Compare these two metros with San Jose, where 15 percent of the unemployed (over 5,400) were in manufacturing in January. The higher-than-average unemployment in manufacturing indicates that San Jose has excess manufacturing talent. These unemployed workers perhaps can’t find manufacturing jobs that pay the bills or don’t have the advanced skills to meet industry needs.

Which Positions Are Hardest To Fill?
A quarter of America’s 12.3 million manufacturing jobs are staffed in eight occupations, led by team assemblers; supervisors of production workers, inspectors, testers, and sorters; machinists; and hand laborers and freight, stock, and material movers.

In our work with corporations developing strategic site selection and talent acquisition plans, we often come across companies that struggle to find hand laborers. This is also reflected in Manpower’s 2016 talent shortage survey. Laborers, after being absent in 2015, ranked higher than engineers and technicians in the top 10 hard-to-fill positions. Nationally, unemployment for hand laborers stood at 10.7 percent in 2016 after sitting at 14.8 percent in 2012 — an improvement but still a high jobless rate, which could be partially due to high turnover.
Expand Wages and Unemployment for Hand Laborers.
Close Wages and Unemployment for Hand Laborers.
Wages and Unemployment for Hand Laborers.
What about wages? Median earnings for hand laborers rose 9 percent from 2012 to 2016 (4 percent on an inflation-adjusted basis). Still, the BLS reported that in 2016 these workers made just $12.49 per hour in median wages and $20.53 at the top 10th percentile.

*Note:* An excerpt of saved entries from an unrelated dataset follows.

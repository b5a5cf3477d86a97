//! Detection overlays: a marker plus position label in single-target mode,
//! contour outlines with sequential object labels in census mode.
//!
//! Geometric primitives (marker disk, polygon outline) are rasterized
//! directly into the frame so recorded output carries them. Text stays an
//! overlay primitive handed to the [`Renderer`](crate::io::Renderer); glyph
//! rendering is the display collaborator's concern.

use nalgebra::Point2;
use serde::{Deserialize, Serialize};

use spot_track_core::{Contour, DetectedObject, RgbFrame};

/// Overlay primitives a renderer can draw on top of a frame.
#[derive(Clone, Debug, PartialEq)]
pub enum Overlay {
    Marker { center: Point2<i32>, radius: i32 },
    Outline { points: Vec<Point2<i32>> },
    Text { anchor: Point2<i32>, text: String },
}

/// Annotation style shared by both modes.
#[derive(Clone, Copy, Debug, Serialize, Deserialize)]
pub struct AnnotationStyle {
    pub color: [u8; 3],
    pub marker_radius: i32,
    /// Fixed screen anchor of the single-target position label.
    pub label_anchor: [i32; 2],
}

impl Default for AnnotationStyle {
    fn default() -> Self {
        Self {
            color: [0, 255, 0],
            marker_radius: 5,
            label_anchor: [10, 30],
        }
    }
}

/// Single-target annotation: filled marker at the centroid plus a position
/// label at a fixed screen anchor.
pub fn annotate_tracked(
    frame: &mut RgbFrame,
    centroid: Point2<f64>,
    style: &AnnotationStyle,
) -> Vec<Overlay> {
    let center = Point2::new(centroid.x.round() as i32, centroid.y.round() as i32);
    draw_disk(frame, center, style.marker_radius, style.color);
    vec![
        Overlay::Marker {
            center,
            radius: style.marker_radius,
        },
        Overlay::Text {
            anchor: Point2::new(style.label_anchor[0], style.label_anchor[1]),
            text: format!("Position: ({:.1}, {:.1})", centroid.x, centroid.y),
        },
    ]
}

/// Census annotation: outline and `Object N` label per qualifying object.
/// The label is anchored just above the object's first boundary vertex.
pub fn annotate_objects(
    frame: &mut RgbFrame,
    objects: &[DetectedObject],
    style: &AnnotationStyle,
) -> Vec<Overlay> {
    let mut overlays = Vec::with_capacity(2 * objects.len());
    for obj in objects {
        draw_contour(frame, &obj.contour, style.color);
        overlays.push(Overlay::Outline {
            points: obj.contour.points.clone(),
        });
        if let Some(anchor) = obj.contour.anchor() {
            overlays.push(Overlay::Text {
                anchor: Point2::new(anchor.x, anchor.y - 10),
                text: format!("Object {}", obj.label),
            });
        }
    }
    overlays
}

/// Closed polygon outline via Bresenham segments, clipped to the frame.
pub fn draw_contour(frame: &mut RgbFrame, contour: &Contour, color: [u8; 3]) {
    let pts = &contour.points;
    match pts.len() {
        0 => {}
        1 => put_pixel(frame, pts[0].x, pts[0].y, color),
        _ => {
            for i in 0..pts.len() {
                let a = pts[i];
                let b = pts[(i + 1) % pts.len()];
                draw_line(frame, a, b, color);
            }
        }
    }
}

/// Filled disk, clipped to the frame.
pub fn draw_disk(frame: &mut RgbFrame, center: Point2<i32>, radius: i32, color: [u8; 3]) {
    let r2 = radius * radius;
    for dy in -radius..=radius {
        for dx in -radius..=radius {
            if dx * dx + dy * dy <= r2 {
                put_pixel(frame, center.x + dx, center.y + dy, color);
            }
        }
    }
}

pub fn draw_line(frame: &mut RgbFrame, a: Point2<i32>, b: Point2<i32>, color: [u8; 3]) {
    let (mut x, mut y) = (a.x, a.y);
    let dx = (b.x - a.x).abs();
    let dy = -(b.y - a.y).abs();
    let sx = if a.x < b.x { 1 } else { -1 };
    let sy = if a.y < b.y { 1 } else { -1 };
    let mut err = dx + dy;
    loop {
        put_pixel(frame, x, y, color);
        if x == b.x && y == b.y {
            break;
        }
        let e2 = 2 * err;
        if e2 >= dy {
            err += dy;
            x += sx;
        }
        if e2 <= dx {
            err += dx;
            y += sy;
        }
    }
}

#[inline]
fn put_pixel(frame: &mut RgbFrame, x: i32, y: i32, color: [u8; 3]) {
    if x >= 0 && y >= 0 && (x as usize) < frame.width() && (y as usize) < frame.height() {
        frame.set_pixel(x as usize, y as usize, color);
    }
}

#[cfg(test)]
mod tests {
    use super::*;
    use spot_track_core::Contour;

    #[test]
    fn tracked_annotation_draws_marker_and_position_label() {
        let mut frame = RgbFrame::filled(64, 64, [0, 0, 0]);
        let style = AnnotationStyle::default();
        let overlays = annotate_tracked(&mut frame, Point2::new(32.4, 20.6), &style);

        assert_eq!(frame.pixel(32, 21), [0, 255, 0]);
        assert_eq!(frame.pixel(32 + 5, 21), [0, 255, 0]); // disk edge
        assert_eq!(frame.pixel(32 + 6, 21), [0, 0, 0]);

        assert!(matches!(
            &overlays[0],
            Overlay::Marker { center, radius: 5 } if *center == Point2::new(32, 21)
        ));
        match &overlays[1] {
            Overlay::Text { anchor, text } => {
                assert_eq!(*anchor, Point2::new(10, 30));
                assert_eq!(text, "Position: (32.4, 20.6)");
            }
            other => panic!("expected text overlay, got {other:?}"),
        }
    }

    #[test]
    fn census_annotation_labels_objects_sequentially() {
        let mut frame = RgbFrame::filled(32, 32, [0, 0, 0]);
        let rect = |x0: i32| {
            Contour::new(vec![
                Point2::new(x0, 12),
                Point2::new(x0 + 8, 12),
                Point2::new(x0 + 8, 20),
                Point2::new(x0, 20),
            ])
        };
        let objects = vec![
            DetectedObject::from_contour(rect(2), 1),
            DetectedObject::from_contour(rect(16), 2),
        ];
        let overlays = annotate_objects(&mut frame, &objects, &AnnotationStyle::default());

        // Outline pixels are burned in.
        assert_eq!(frame.pixel(2, 12), [0, 255, 0]);
        assert_eq!(frame.pixel(6, 12), [0, 255, 0]);
        assert_eq!(frame.pixel(6, 16), [0, 0, 0]); // interior untouched

        let labels: Vec<&str> = overlays
            .iter()
            .filter_map(|o| match o {
                Overlay::Text { text, .. } => Some(text.as_str()),
                _ => None,
            })
            .collect();
        assert_eq!(labels, vec!["Object 1", "Object 2"]);
        match &overlays[1] {
            Overlay::Text { anchor, .. } => assert_eq!(*anchor, Point2::new(2, 2)),
            other => panic!("expected text overlay, got {other:?}"),
        }
    }

    #[test]
    fn drawing_is_clipped_at_frame_borders() {
        let mut frame = RgbFrame::filled(8, 8, [0, 0, 0]);
        draw_disk(&mut frame, Point2::new(0, 0), 5, [255, 0, 0]);
        draw_line(
            &mut frame,
            Point2::new(-3, 4),
            Point2::new(12, 4),
            [255, 0, 0],
        );
        assert_eq!(frame.pixel(0, 0), [255, 0, 0]);
        assert_eq!(frame.pixel(7, 4), [255, 0, 0]);
    }
}
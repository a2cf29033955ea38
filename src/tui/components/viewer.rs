use crate::core::{Fragment, StyledLine};
use crate::tui::theme::Palette;
use crossterm::event::{KeyCode, KeyEvent};
use ratatui::{
    Frame,
    layout::Rect,
    style::{Modifier, Style},
    text::{Line, Span},
    widgets::{Block, Borders, Paragraph},
};
use unicode_width::UnicodeWidthChar;

/// Scrollable read-only text area.
///
/// Lines are wrapped to the pane width before scrolling, so `scroll` and
/// the viewport both count screen rows.
pub struct ContentViewer {
    pub lines: Vec<StyledLine>,
    pub scroll: usize,
    pub title: String,
    rows: Vec<StyledLine>,
    width: Option<usize>,
    viewport: usize,
    follow_end: bool,
}

impl ContentViewer {
    pub fn new(title: &str) -> Self {
        Self {
            lines: Vec::new(),
            scroll: 0,
            title: title.to_string(),
            rows: Vec::new(),
            width: None,
            viewport: 1,
            follow_end: false,
        }
    }

    pub fn set_content(&mut self, lines: Vec<StyledLine>, title: &str) {
        self.lines = lines;
        self.title = title.to_string();
        self.scroll = 0;
        self.follow_end = false;
        self.rewrap();
    }

    fn rewrap(&mut self) {
        self.rows = match self.width {
            Some(width) => self
                .lines
                .iter()
                .flat_map(|line| wrap_line(line, width))
                .collect(),
            None => self.lines.clone(),
        };
    }

    fn max_scroll(&self) -> usize {
        self.rows.len().saturating_sub(self.viewport)
    }

    /// Also keeps the view pinned to the bottom if the pane is resized
    /// before the next draw.
    pub fn scroll_to_end(&mut self) {
        self.follow_end = true;
        self.scroll = self.max_scroll();
    }

    pub fn handle_key(&mut self, key: KeyEvent) -> bool {
        match key.code {
            KeyCode::Up => {
                self.follow_end = false;
                self.scroll = self.scroll.saturating_sub(1);
                true
            }
            KeyCode::Down => {
                self.follow_end = false;
                if self.scroll < self.max_scroll() {
                    self.scroll += 1;
                }
                true
            }
            KeyCode::PageUp => {
                self.follow_end = false;
                self.scroll = self.scroll.saturating_sub(self.viewport);
                true
            }
            KeyCode::PageDown => {
                self.follow_end = false;
                self.scroll = (self.scroll + self.viewport).min(self.max_scroll());
                true
            }
            KeyCode::Home => {
                self.follow_end = false;
                self.scroll = 0;
                true
            }
            KeyCode::End => {
                self.scroll_to_end();
                true
            }
            _ => false,
        }
    }

    pub fn render(&mut self, f: &mut Frame, area: Rect, palette: &Palette, focused: bool) {
        let width = (area.width.saturating_sub(2) as usize).max(1);
        if self.width != Some(width) {
            self.width = Some(width);
            self.rewrap();
        }
        self.viewport = (area.height.saturating_sub(2) as usize).max(1);
        self.scroll = if self.follow_end {
            self.max_scroll()
        } else {
            self.scroll.min(self.max_scroll())
        };

        let lines: Vec<Line> = self
            .rows
            .iter()
            .skip(self.scroll)
            .take(self.viewport)
            .map(|line| {
                Line::from(
                    line.iter()
                        .map(|fragment| {
                            if fragment.bold {
                                Span::styled(
                                    fragment.text.as_str(),
                                    Style::default().add_modifier(Modifier::BOLD),
                                )
                            } else {
                                Span::raw(fragment.text.as_str())
                            }
                        })
                        .collect::<Vec<_>>(),
                )
            })
            .collect();

        let total_rows = self.rows.len();
        let scroll_info = if total_rows > self.viewport {
            format!(
                " (lines {}-{} of {})",
                self.scroll + 1,
                (self.scroll + self.viewport).min(total_rows),
                total_rows
            )
        } else {
            String::new()
        };

        let block = Block::default()
            .borders(Borders::ALL)
            .title(format!("{}{scroll_info}", self.title))
            .border_style(Style::default().fg(if focused {
                palette.accent
            } else {
                palette.muted
            }));

        let paragraph = Paragraph::new(lines)
            .style(Style::default().fg(palette.fg).bg(palette.bg))
            .block(block);

        f.render_widget(paragraph, area);
    }
}

/// Break one styled line into rows no wider than `width` columns,
/// preferring the last whitespace in a row and splitting mid-word only when
/// a word is longer than a row.
fn wrap_line(line: &StyledLine, width: usize) -> Vec<StyledLine> {
    let mut rows = Vec::new();
    let mut current: Vec<(char, bool)> = Vec::new();
    let mut current_width = 0;

    for fragment in line {
        for c in fragment.text.chars() {
            let w = c.width().unwrap_or(0);
            if current_width + w > width && !current.is_empty() {
                let carry = match current.iter().rposition(|(ch, _)| ch.is_whitespace()) {
                    Some(i) => current.split_off(i + 1),
                    None => Vec::new(),
                };
                rows.push(group(&current));
                current_width = carry.iter().map(|(ch, _)| ch.width().unwrap_or(0)).sum();
                current = carry;
            }
            current.push((c, fragment.bold));
            current_width += w;
        }
    }

    rows.push(group(&current));
    rows
}

fn group(chars: &[(char, bool)]) -> StyledLine {
    let mut line: StyledLine = Vec::new();
    for &(c, bold) in chars {
        match line.last_mut() {
            Some(prev) if prev.bold == bold => prev.text.push(c),
            _ => line.push(Fragment {
                text: c.to_string(),
                bold,
            }),
        }
    }
    line
}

Another similar occupation that requires slightly more skills is packaging and filling machine operators and tenders. These workers are highly compatible to hand laborers, according to Emsi’s occupational compatibility index, and their wages have risen 9 percent to $13.60 per hour in 2016. Perhaps the most telling indication that the demand is rising for packaging operators? Their unemployment rate has dropped from 14.5 percent in 2012 to 8.2 percent in 2016, per the BLS’s Current Population Survey.

These are both blue-collar factory positions. What about white-collar positions? One of the prime examples is industrial engineers. More than 170,000 of these high-skilled workers are employed in manufacturing (1.4 percent of total industry employment). Their median wages increased 7 percent the last five years and their unemployment rate has remained extremely low; it stood at 2.5 percent in 2016 and 2.7 percent in 2012.

The Bottom Line
Manufacturers who are struggling to recruit workers have a few options. They can increase wages. They can consider other, more talent-rich locations. Or they can invest in automation. Many will likely do a combination of these things. (In most cases, companies need workers with advanced skills to run robots.)

Regardless of the route they take, compensation is clearly on manufacturing executives’ minds. In Area Development’s 2016 Corporate Survey, labor costs catapulted to the third-most important site location factor after ranking No. 6 the previous year. Highway accessibility and labor availability, the No. 1 and 2 factors cited in the survey, have long been concerns, but rising wages are becoming more of a factor in business decisions. This is good news for workers and the economy, and a new reality for businesses.

* Raleigh’s manufacturing growth should be weighed against Durham-Chapel Hill’s decline. Among the 150 largest MSAs, Durham-Chapel had the biggest decrease in manufacturing wages, at -6.2 percent. Factory jobs also declined -13 percent there. This could be an artifact of businesses moving between the two twin MSAs (which used to be one joint MSA).